Éducation au développement durable et développement du jugement critique des élèves : une gageure pour l’enseignant du primaire ?

La traduction, depuis une vingtaine d’années en France, de l’éducation à l’environnement en une éducation au développement durable (EDD) et la prise d’importance de celle-ci dans les curriculums complique le travail des enseignants pris entre l’étude instruite et raisonnée des enjeux et une inculcation de bonnes pratiques. Compte tenu de la complexité des problèmes, c’est particulièrement vrai dans l’enseignement primaire.

Les « éducations à » prennent de plus en plus d’importance dans les curricula, bouleversant l’organisation des disciplines scolaires et leur enseignement. La circulaire de 2015[1]https://www.education.gouv.fr/bo/15/Hebdo6/MENE1501684C.htm promeut ainsi une éducation à l’environnement et au développement durable (EDD) qui « débute dès l’école primaire et vise à éveiller les enfants aux enjeux environnementaux. Elle comporte une sensibilisation à la nature et à l’évaluation de l’impact des activités humaines sur les ressources naturelles ».

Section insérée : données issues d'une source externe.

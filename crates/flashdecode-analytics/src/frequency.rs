//! When flash loans happen: per-day counts and a weekday × hour heatmap.

use chrono::{Datelike, NaiveDate, Timelike};
use flashdecode_core::record::TransactionRecord;
use serde::{Deserialize, Serialize};
use std::collections::BTreeMap;
use tracing::warn;

/// Successful flash loans on one UTC day.
#[derive(Debug, Clone, PartialEq, Eq, Serialize, Deserialize)]
pub struct DailyCount {
    pub date: NaiveDate,
    /// `None` when counts are aggregated across networks
    pub network: Option<String>,
    pub count: u64,
}

/// Successful flash loans bucketed by weekday (Monday first) and UTC hour.
#[derive(Debug, Clone, Default, PartialEq, Eq, Serialize, Deserialize)]
pub struct HourlyHeatmap {
    pub counts: [[u64; 24]; 7],
}

impl HourlyHeatmap {
    pub fn total(&self) -> u64 {
        self.counts.iter().flatten().sum()
    }

    /// `(weekday, hour)` of the fullest bucket, earliest on ties.
    /// `None` for an empty heatmap.
    pub fn busiest(&self) -> Option<(usize, usize)> {
        let mut best: Option<(usize, usize, u64)> = None;
        for (day, hours) in self.counts.iter().enumerate() {
            for (hour, &count) in hours.iter().enumerate() {
                if count > 0 && best.map_or(true, |(_, _, c)| count > c) {
                    best = Some((day, hour, count));
                }
            }
        }
        best.map(|(day, hour, _)| (day, hour))
    }
}

fn successful_loans(records: &[TransactionRecord]) -> impl Iterator<Item = &TransactionRecord> {
    records.iter().filter(|r| r.is_flash_loan() && r.succeeded())
}

/// Per-day flash-loan counts, ordered by date then network.
pub fn daily_frequency(records: &[TransactionRecord], by_network: bool) -> Vec<DailyCount> {
    let mut counts: BTreeMap<(NaiveDate, Option<&str>), u64> = BTreeMap::new();
    for record in successful_loans(records) {
        let Some(time) = record.datetime() else {
            warn!(tx = %record.hash, timestamp = record.timestamp, "timestamp out of range, skipping");
            continue;
        };
        let network = by_network.then_some(record.network.as_str());
        *counts.entry((time.date_naive(), network)).or_insert(0) += 1;
    }

    counts
        .into_iter()
        .map(|((date, network), count)| DailyCount {
            date,
            network: network.map(str::to_string),
            count,
        })
        .collect()
}

pub fn day_hour_heatmap(records: &[TransactionRecord]) -> HourlyHeatmap {
    let mut heatmap = HourlyHeatmap::default();
    for record in successful_loans(records) {
        let Some(time) = record.datetime() else {
            warn!(tx = %record.hash, timestamp = record.timestamp, "timestamp out of range, skipping");
            continue;
        };
        let day = time.weekday().num_days_from_monday() as usize;
        heatmap.counts[day][time.hour() as usize] += 1;
    }
    heatmap
}

#[cfg(test)]
mod tests {
    use super::*;
    use crate::testutil::{record, simple_input};

    // 2023-11-14 22:13:20 UTC, a Tuesday
    const TUESDAY_22H: i64 = 1_700_000_000;
    const HOUR: i64 = 3_600;

    fn at(network: &str, timestamp: i64, is_error: u8) -> TransactionRecord {
        let mut r = record(network, "flashLoanSimple", simple_input(0xaa), is_error);
        r.timestamp = timestamp;
        r
    }

    #[test]
    fn daily_counts_split_at_utc_midnight() {
        let records = vec![
            at("ethereum", TUESDAY_22H, 0),
            at("ethereum", TUESDAY_22H + HOUR, 0),
            at("polygon", TUESDAY_22H + 2 * HOUR, 0),
            at("ethereum", TUESDAY_22H, 1),
        ];
        let tue = NaiveDate::from_ymd_opt(2023, 11, 14).unwrap();
        let wed = NaiveDate::from_ymd_opt(2023, 11, 15).unwrap();

        let all = daily_frequency(&records, false);
        assert_eq!(
            all,
            vec![
                DailyCount { date: tue, network: None, count: 2 },
                DailyCount { date: wed, network: None, count: 1 },
            ]
        );

        let split = daily_frequency(&records, true);
        assert_eq!(split.len(), 2);
        assert_eq!(split[0].network.as_deref(), Some("ethereum"));
        assert_eq!(split[1], DailyCount { date: wed, network: Some("polygon".into()), count: 1 });
    }

    #[test]
    fn heatmap_is_monday_first() {
        let records = vec![
            at("ethereum", TUESDAY_22H, 0),
            at("ethereum", TUESDAY_22H + 60, 0),
            at("ethereum", TUESDAY_22H + 3 * HOUR, 0),
        ];
        let heatmap = day_hour_heatmap(&records);
        assert_eq!(heatmap.counts[1][22], 2);
        assert_eq!(heatmap.counts[2][1], 1);
        assert_eq!(heatmap.total(), 3);
        assert_eq!(heatmap.busiest(), Some((1, 22)));
    }

    #[test]
    fn empty_heatmap_has_no_peak() {
        assert_eq!(day_hour_heatmap(&[]).busiest(), None);
    }

    #[test]
    fn non_loans_are_ignored() {
        let mut transfer = at("ethereum", TUESDAY_22H, 0);
        transfer.function_name = "transfer".into();
        assert!(daily_frequency(&[transfer], true).is_empty());
    }
}
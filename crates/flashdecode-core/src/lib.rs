//! # flashdecode-core
//!
//! Types shared by every flashdecode crate: the ABI value model, the decoded
//! call record, the error taxonomy, the transaction record consumed by the
//! analyses and the `Cache` capability they are given.

pub mod cache;
pub mod call;
pub mod error;
pub mod record;
pub mod types;

pub use cache::Cache;
pub use call::DecodedCall;
pub use error::DecodeError;
pub use record::TransactionRecord;
pub use types::{AbiValue, Descriptor, Param, ParamType, Selector};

Une accumulation de complications pour l’enseignant

Sensibilisation donc mais, en même temps, « éducation au choix », comme il est maintes fois rappelé dans les textes officiels. Cela n’est pas sans poser un certain nombre de problèmes didactiques, d’autant plus que cette EDD porte en elle-même un ensemble de complications qui ne sont guère analysées dans les repères fournis aux enseignants.

Passons rapidement en revue cette accumulation de complications que l’enseignant rencontre s’il questionne ce que l’on attend de lui :

– Le développement durable est un choix politique et idéologique, contesté par certains, notamment en ce qu’il soutiendrait une asymétrie dans les relations Nord-Sud. Pour prendre un exemple simpliste : l’Europe a depuis le néolithique réalisé une déforestation massive, pourquoi faudrait-il empêcher les pays du Sud d’en faire autant ? Mais aussi : à qui profite la déforestation tropicale actuelle ? Une éducation au choix peut-elle alors s’inscrire totalement dans une éducation au développement durable qui ne discuterait pas les choix politiques et économiques qu’elle traduit ?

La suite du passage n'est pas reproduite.